Two people boasted funny comic dialogue lines.
Z: not good
Y: not good Now some people continue to brag.
Z: What else is there now?
Y: Some people are bragging. You said you were very capable. Why didn't the flood blow the other day?
Hello, hello.
Y: he can't play.
Zhang: Right, right, right, right.
Y: It's pure bragging.
Z: Then why did he blow?
Y: Just to show myself. What? If you have wisdom, you are superior to others.
Zhang: Right.
Y: that's all.
Z: Is there such a person now?
Yes Personal.
Z: Where is it?
Y: Now you are one of them.
Hello. No, no.
Y: ah
Z: You should brag. I have no experience.
Y: you Modesty. What? I told you before that you are a braggart. Right?
Z: What's the matter? No, no.
Y: huh?
Z: Then I can't compete with you, an old hand at blowing the altar. . .
Y: ha. . . I am a veteran of the altar. Who doesn't know that you are new here? Blowing is better than blowing.
Z: So you are an old hand at blowing horses.
Y: You blow behind the Yangtze River and before it.
Z: I'm not finished with you.
Y: well played.
Z: You really should brag. You are far from it.
Y: You showed your true colors. Ah. Can blow (thumbs up)
Z: To tell you the truth, I have praised it for more than ten years.
Y: ouch. May I not have it?
Zhang: Hmm. . .
Y: I've been playing for more than ten years.
Zhang: Hmm. . .
Y: I've only been playing for more than 20 years. Ha. . .
Z: He is longer than me.
Y: what's the matter
Let me tell you something.
Y: ah
Z: I have the ability to brag.
Y: trick?
Zhao: Yes.
Y: I'm bragging. It's my secret recipe.
Z: I blew the square energy round.
Y: I can blow the short ones long.
Z: I can blow ugliness into beauty.
Y: I can revive the dead. (Blow)
Zhang: Ha. . . Let me tell you something.
Y: ah
Z: Our family is a boastful family. How's it going?
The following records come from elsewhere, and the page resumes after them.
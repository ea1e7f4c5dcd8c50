mod commands;

use clap::{Parser, Subcommand};
use clap_complete::Shell;
use commands::{EXIT_FAILURE, EXIT_MANIFEST_ERROR};
use pakket_manifest::ReleaseKind;
use std::path::PathBuf;
use std::process::ExitCode;

#[derive(Debug, Parser)]
#[command(
    name = "pakket",
    version,
    about = "Create, validate, sort and format package manifests"
)]
struct Cli {
    /// Output results as structured JSON.
    #[arg(long, default_value_t = false, global = true)]
    json: bool,

    /// Enable verbose (debug) logging output.
    #[arg(short, long, default_value_t = false, global = true)]
    verbose: bool,

    /// Enable trace-level logging (more detailed than --verbose).
    #[arg(long, default_value_t = false, global = true)]
    trace: bool,

    #[command(subcommand)]
    command: Commands,
}

#[derive(Debug, Subcommand)]
enum Commands {
    /// Create a manifest from a preset.
    Create {
        /// Target manifest file.
        #[arg(default_value = "package.json")]
        path: PathBuf,
        /// Package name; prompted for interactively when omitted on a TTY.
        #[arg(long)]
        name: Option<String>,
        /// Package version.
        #[arg(long)]
        version: Option<String>,
        /// Package description.
        #[arg(long)]
        description: Option<String>,
        /// Author field.
        #[arg(long)]
        author: Option<String>,
        /// License identifier.
        #[arg(long)]
        license: Option<String>,
        /// Preset template (basic, library, cli, typescript, monorepo).
        #[arg(long)]
        preset: Option<String>,
        /// Module system for the "type" field (module or commonjs).
        #[arg(long)]
        module_type: Option<String>,
        /// Mark the package private.
        #[arg(long, default_value_t = false)]
        private: bool,
        /// Overwrite an existing manifest.
        #[arg(long, default_value_t = false)]
        force: bool,
    },
    /// Canonically sort and rewrite an existing manifest.
    Format {
        /// Manifest file to format.
        #[arg(default_value = "package.json")]
        path: PathBuf,
        /// Indentation width in spaces.
        #[arg(long, default_value_t = 2)]
        indent: usize,
        /// Also alphabetize script keys.
        #[arg(long, default_value_t = false)]
        sort_scripts: bool,
        /// Keep dependency keys in their current order.
        #[arg(long, default_value_t = false)]
        no_sort_dependencies: bool,
    },
    /// Check a manifest against the required-field and grammar rules.
    Validate {
        /// Manifest file to validate.
        #[arg(default_value = "package.json")]
        path: PathBuf,
        /// Also report stylistic warnings.
        #[arg(long, default_value_t = false)]
        strict: bool,
    },
    /// Increment the manifest version and rewrite the file.
    Bump {
        /// Which component to bump: major, minor, or patch.
        level: String,
        /// Manifest file to rewrite.
        #[arg(default_value = "package.json")]
        path: PathBuf,
    },
    /// List the built-in presets.
    Presets,
    /// Generate shell completions for bash, zsh, fish, elvish, or powershell.
    Completions {
        /// Shell to generate completions for.
        shell: Shell,
    },
    /// Generate man pages in the specified directory.
    ManPages {
        /// Output directory for man pages.
        #[arg(default_value = "man")]
        dir: PathBuf,
    },
}

fn main() -> ExitCode {
    let default_hook = std::panic::take_hook();
    std::panic::set_hook(Box::new(move |info| {
        let msg = info.to_string();
        if msg.contains("Broken pipe")
            || msg.contains("broken pipe")
            || msg.contains("os error 32")
            || msg.contains("failed printing to stdout")
        {
            std::process::exit(0);
        }
        default_hook(info);
    }));

    let cli = Cli::parse();

    let default_level = if cli.trace {
        "trace"
    } else if cli.verbose {
        "debug"
    } else {
        "warn"
    };
    tracing_subscriber::fmt()
        .with_env_filter(
            tracing_subscriber::EnvFilter::try_from_env("PAKKET_LOG")
                .unwrap_or_else(|_| tracing_subscriber::EnvFilter::new(default_level)),
        )
        .with_target(false)
        .without_time()
        .init();

    let json_output = cli.json;

    let result = match cli.command {
        Commands::Create {
            path,
            name,
            version,
            description,
            author,
            license,
            preset,
            module_type,
            private,
            force,
        } => commands::create::run(
            &path,
            commands::create::CreateArgs {
                name,
                version,
                description,
                author,
                license,
                preset,
                module_type,
                private,
            },
            force,
            json_output,
        ),
        Commands::Format {
            path,
            indent,
            sort_scripts,
            no_sort_dependencies,
        } => commands::format::run(
            &path,
            indent,
            sort_scripts,
            !no_sort_dependencies,
            json_output,
        ),
        Commands::Validate { path, strict } => commands::validate::run(&path, strict, json_output),
        Commands::Bump { level, path } => level
            .parse::<ReleaseKind>()
            .and_then(|kind| commands::bump::run(&path, kind, json_output)),
        Commands::Presets => commands::presets::run(json_output),
        Commands::Completions { shell } => commands::completions::run::<Cli>(shell),
        Commands::ManPages { dir } => commands::man_pages::run::<Cli>(&dir),
    };

    match result {
        Ok(code) => ExitCode::from(code),
        Err(msg) => {
            eprintln!("error: {msg}");
            let code = if msg.starts_with("failed to parse manifest")
                || msg.starts_with("failed to read manifest")
                || msg.starts_with("invalid manifest")
            {
                EXIT_MANIFEST_ERROR
            } else {
                EXIT_FAILURE
            };
            ExitCode::from(code)
        }
    }
}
Y: Our family comes from a boastful family. How's it going?
Z: Then our family is a professional braggart. Haha, blow
Y: Our family is a bragging joint venture.
Z: Bragging and joint ventures.
Y: tax-free for three years. Blow it, haha. . .
Let me tell you something.
Y: ah
Z: Our family is a bragging factory.
Y: Our family is a bragging trust.
Z: Then our family will be the bragging center of the world. What are you still blowing? World center. . .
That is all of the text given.